|
провинции, предаваться иноземцам, переходить к другому народу,
отрекаться от своей крови?! Братья, это позор, измена, убийство,
злодеянье!.. Спасите отчизну, братья! Именем бога, кто шляхтич, кто
честен, спасите родину-мать! Отдадим же свою жизнь за нее, не пожалеем
головы! Мы не хотим быть шведами! Не хотим, не хотим! Лучше на свет было
не родиться тому, кто теперь не отдаст своей жизни!.. Спасите родину-мать!
— Измена! — крикнули сразу десятки голосов. — Измена! Зарубить
предателей!
— К нам все, в ком честь жива! — кричал Скшетуский.
— На шведа! На смерть! — подхватил Клодзинский.

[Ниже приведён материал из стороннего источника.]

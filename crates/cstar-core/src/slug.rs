//! Name slugging for run ids, step names, and artifact paths.

/// Collapse whitespace to single dashes and lowercase the result.
///
/// Produces names that are safe to embed in paths, job names, and cache
/// keys without further escaping.
pub fn slugify(value: &str) -> String {
    let mut out = String::with_capacity(value.len());
    let mut pending_dash = false;

    for ch in value.trim().chars() {
        if ch.is_whitespace() {
            pending_dash = !out.is_empty();
        } else {
            if pending_dash {
                out.push('-');
                pending_dash = false;
            }
            for lower in ch.to_lowercase() {
                out.push(lower);
            }
        }
    }

    out
}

И они пошли дальше с криком: «К нам! Сюда! Измена!» — а за ними
двинулись уже сотни шляхты с саблями наголо.
Но подавляющее большинство осталось на месте, да и из тех, кто
последовал за ротмистрами, кое-кто, заметив, что их немного, стал
оглядываться и отставать.
Тем временем снова отворилась дверь дома, в котором шел совет, и на
пороге показался познанский воевода, Кшиштоф Опалинский, а рядом с ним
справа генерал Вирц, слева Радзеёвский. За ними следовали: Анджей Кароль
Грудзинский, воевода калишский, Максимилиан Мясковский, каштелян
кишвинский, Павел Гембицкий, каштелян мендзижецкий, и Анджей Слупецкий.
Кшиштоф Опалинский держал в руке пергаментный свиток со
свешивающимися печатями; голову он поднял высоко, но лицо у него было
бледное, а взгляд неуверенный, хоть воевода и силился изобразить
веселость. Он обвел глазами толпу и в мертвой тишине заговорил ясным, хотя
несколько хриплым голосом:
— Братья шляхтичи! В нынешний день мы отдались под покровительство
его величества короля шведского. Vivat Carolus Gustavus rex!*
_______________
* Да здравствует король Карл Густав! (Лат.)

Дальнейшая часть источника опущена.